**About this task:** Only the lines holding the string "users" are needed; copy each of them from the data.

[Collected data]
>>>
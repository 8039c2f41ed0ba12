//! Document and value types handed to the formatter
//!
//! Values are tagged when the Firestore response is decoded, so the formatter
//! never has to guess what kind of value it holds.

use chrono::{DateTime, Utc};
use serde_json::json;
use std::fmt;

/// Integral doubles below this magnitude serialize as JSON integers
const MAX_SAFE_INTEGER: f64 = 9_007_199_254_740_992.0;

/// A single field value
#[derive(Debug, Clone, PartialEq)]
pub enum Value {
    Null,
    Boolean(bool),
    Integer(i64),
    Double(f64),
    String(String),
    Bytes(Vec<u8>),
    /// Full resource name of the referenced document
    Reference(String),
    Timestamp(DateTime<Utc>),
    GeoPoint { latitude: f64, longitude: f64 },
    Array(Vec<Value>),
    /// Fields in server order
    Map(Vec<(String, Value)>),
}

/// One retrieved document
#[derive(Debug, Clone, PartialEq)]
pub struct Document {
    /// Last segment of the resource name
    pub id: String,

    /// Fields in server order
    pub fields: Vec<(String, Value)>,
}

impl Document {
    pub fn new(id: impl Into<String>, fields: Vec<(String, Value)>) -> Self {
        Self {
            id: id.into(),
            fields,
        }
    }

    /// Build a document from its full resource name
    /// (`projects/.../documents/products/abc`)
    pub fn from_name(name: &str, fields: Vec<(String, Value)>) -> Self {
        Self::new(name.rsplit('/').next().unwrap_or_default(), fields)
    }

    pub fn field(&self, key: &str) -> Option<&Value> {
        self.fields.iter().find(|(k, _)| k == key).map(|(_, v)| v)
    }
}

impl Value {
    /// Convert to JSON for structured rendering.
    ///
    /// Timestamps become `{"_seconds", "_nanoseconds"}` objects, geo points
    /// `{"_latitude", "_longitude"}` objects and bytes a
    /// `{"type": "Buffer", "data": [..]}` object.
    pub fn to_json(&self) -> serde_json::Value {
        match self {
            Value::Null => serde_json::Value::Null,
            Value::Boolean(b) => serde_json::Value::Bool(*b),
            Value::Integer(i) => serde_json::Value::from(*i),
            Value::Double(d) => double_to_json(*d),
            Value::String(s) => serde_json::Value::String(s.clone()),
            Value::Bytes(bytes) => json!({
                "type": "Buffer",
                "data": bytes,
            }),
            Value::Reference(name) => serde_json::Value::String(reference_path(name).to_string()),
            Value::Timestamp(ts) => json!({
                "_seconds": ts.timestamp(),
                "_nanoseconds": ts.timestamp_subsec_nanos(),
            }),
            Value::GeoPoint {
                latitude,
                longitude,
            } => json!({
                "_latitude": double_to_json(*latitude),
                "_longitude": double_to_json(*longitude),
            }),
            Value::Array(items) => {
                serde_json::Value::Array(items.iter().map(Value::to_json).collect())
            }
            Value::Map(fields) => serde_json::Value::Object(
                fields
                    .iter()
                    .map(|(key, value)| (key.clone(), value.to_json()))
                    .collect(),
            ),
        }
    }
}

/// Default string form, as used when a value is interpolated or joined.
///
/// Arrays join with `,` and no brackets, maps print `[object Object]` and
/// bytes print as (lossy) UTF-8 text. These are the shapes array elements
/// collapse to in the field listing.
impl fmt::Display for Value {
    fn fmt(&self, f: &mut fmt::Formatter<'_>) -> fmt::Result {
        match self {
            Value::Null => f.write_str("null"),
            Value::Boolean(b) => write!(f, "{}", b),
            Value::Integer(i) => write!(f, "{}", i),
            Value::Double(d) => f.write_str(&format_number(*d)),
            Value::String(s) => f.write_str(s),
            Value::Bytes(bytes) => f.write_str(&String::from_utf8_lossy(bytes)),
            Value::Reference(name) => f.write_str(reference_path(name)),
            Value::Timestamp(ts) => write!(
                f,
                "Timestamp(seconds={}, nanoseconds={})",
                ts.timestamp(),
                ts.timestamp_subsec_nanos()
            ),
            Value::GeoPoint { .. } | Value::Map(_) => f.write_str("[object Object]"),
            Value::Array(items) => f.write_str(&join_elements(items, ",")),
        }
    }
}

/// Join array elements by their default string form; nulls become empty
pub fn join_elements(items: &[Value], separator: &str) -> String {
    items
        .iter()
        .map(|item| match item {
            Value::Null => String::new(),
            other => other.to_string(),
        })
        .collect::<Vec<_>>()
        .join(separator)
}

/// Shortest round-trip rendering of a double.
///
/// Integral values drop the fraction, and magnitudes outside
/// `[1e-6, 1e21)` switch to exponent notation with an explicit sign.
pub fn format_number(n: f64) -> String {
    if n.is_nan() {
        return "NaN".to_string();
    }
    if n.is_infinite() {
        return if n > 0.0 { "Infinity" } else { "-Infinity" }.to_string();
    }
    if n == 0.0 {
        // also covers -0
        return "0".to_string();
    }

    let abs = n.abs();
    if !(1e-6..1e21).contains(&abs) {
        let formatted = format!("{:e}", n);
        return match formatted.split_once('e') {
            Some((mantissa, exponent)) if !exponent.starts_with('-') => {
                format!("{}e+{}", mantissa, exponent)
            }
            _ => formatted,
        };
    }

    format!("{}", n)
}

fn double_to_json(d: f64) -> serde_json::Value {
    if !d.is_finite() {
        return serde_json::Value::Null;
    }
    if d.fract() == 0.0 && d.abs() < MAX_SAFE_INTEGER {
        return serde_json::Value::from(d as i64);
    }
    serde_json::Number::from_f64(d)
        .map(serde_json::Value::Number)
        .unwrap_or(serde_json::Value::Null)
}

/// Path of a referenced document relative to the database root
pub fn reference_path(name: &str) -> &str {
    match name.split_once("/documents/") {
        Some((_, path)) => path,
        None => name,
    }
}

#[cfg(test)]
mod tests {
    use super::*;
    use chrono::TimeZone;

    #[test]
    fn test_number_formatting() {
        assert_eq!(format_number(9.99), "9.99");
        assert_eq!(format_number(1.0), "1");
        assert_eq!(format_number(-42.0), "-42");
        assert_eq!(format_number(0.1 + 0.2), "0.30000000000000004");
        assert_eq!(format_number(-0.0), "0");
        assert_eq!(format_number(1e21), "1e+21");
        assert_eq!(format_number(1.5e22), "1.5e+22");
        assert_eq!(format_number(1e20), "100000000000000000000");
        assert_eq!(format_number(1e-7), "1e-7");
        assert_eq!(format_number(0.000001), "0.000001");
        assert_eq!(format_number(f64::NAN), "NaN");
        assert_eq!(format_number(f64::INFINITY), "Infinity");
        assert_eq!(format_number(f64::NEG_INFINITY), "-Infinity");
    }

    #[test]
    fn test_scalar_display() {
        assert_eq!(Value::Null.to_string(), "null");
        assert_eq!(Value::Boolean(true).to_string(), "true");
        assert_eq!(Value::Integer(-7).to_string(), "-7");
        assert_eq!(Value::String("Widget".into()).to_string(), "Widget");
        assert_eq!(Value::Bytes(b"hi".to_vec()).to_string(), "hi");
        assert_eq!(Value::Bytes(vec![0x68, 0xff]).to_string(), "h\u{fffd}");
    }

    #[test]
    fn test_nested_display_collapses() {
        let nested = Value::Array(vec![Value::Integer(2), Value::Integer(3)]);
        assert_eq!(nested.to_string(), "2,3");

        let map = Value::Map(vec![("a".into(), Value::Integer(1))]);
        assert_eq!(map.to_string(), "[object Object]");

        let point = Value::GeoPoint {
            latitude: 1.0,
            longitude: 2.0,
        };
        assert_eq!(point.to_string(), "[object Object]");

        let with_null = Value::Array(vec![Value::Integer(1), Value::Null, Value::Integer(3)]);
        assert_eq!(with_null.to_string(), "1,,3");
    }

    #[test]
    fn test_timestamp_default_string() {
        let ts = Utc.with_ymd_and_hms(2024, 1, 1, 0, 0, 0).unwrap();
        assert_eq!(
            Value::Timestamp(ts).to_string(),
            "Timestamp(seconds=1704067200, nanoseconds=0)"
        );
    }

    #[test]
    fn test_reference_path() {
        let name = "projects/demo/databases/(default)/documents/users/alice";
        assert_eq!(reference_path(name), "users/alice");
        assert_eq!(Value::Reference(name.into()).to_string(), "users/alice");
        assert_eq!(reference_path("users/bob"), "users/bob");
    }

    #[test]
    fn test_to_json_shapes() {
        let ts = Utc.timestamp_opt(1_704_067_200, 500).unwrap();
        let value = Value::Map(vec![
            ("price".into(), Value::Double(10.0)),
            ("ratio".into(), Value::Double(0.5)),
            ("bad".into(), Value::Double(f64::NAN)),
            ("at".into(), Value::Timestamp(ts)),
        ]);

        let json = value.to_json();
        assert_eq!(json["price"], serde_json::json!(10));
        assert!(json["price"].is_i64());
        assert_eq!(json["ratio"], serde_json::json!(0.5));
        assert!(json["bad"].is_null());
        assert_eq!(json["at"]["_seconds"], serde_json::json!(1_704_067_200i64));
        assert_eq!(json["at"]["_nanoseconds"], serde_json::json!(500));
    }

    #[test]
    fn test_bytes_to_json() {
        let json = Value::Bytes(b"hi".to_vec()).to_json();
        assert_eq!(json, serde_json::json!({"type": "Buffer", "data": [104, 105]}));
    }

    #[test]
    fn test_to_json_preserves_order() {
        let value = Value::Map(vec![
            ("zeta".into(), Value::Integer(1)),
            ("alpha".into(), Value::Integer(2)),
        ]);
        let keys: Vec<_> = value
            .to_json()
            .as_object()
            .unwrap()
            .keys()
            .cloned()
            .collect();
        assert_eq!(keys, vec!["zeta", "alpha"]);
    }

    #[test]
    fn test_document_from_name() {
        let doc = Document::from_name(
            "projects/demo/databases/(default)/documents/products/abc123",
            vec![],
        );
        assert_eq!(doc.id, "abc123");
        assert!(doc.field("missing").is_none());
    }
}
<<<
**Output of the exercise:**
        let name = "projects/demo/databases/(default)/documents/users/alice";
        assert_eq!(reference_path(name), "users/alice");
        assert_eq!(Value::Reference(name.into()).to_string(), "users/alice");
        assert_eq!(reference_path("users/bob"), "users/bob");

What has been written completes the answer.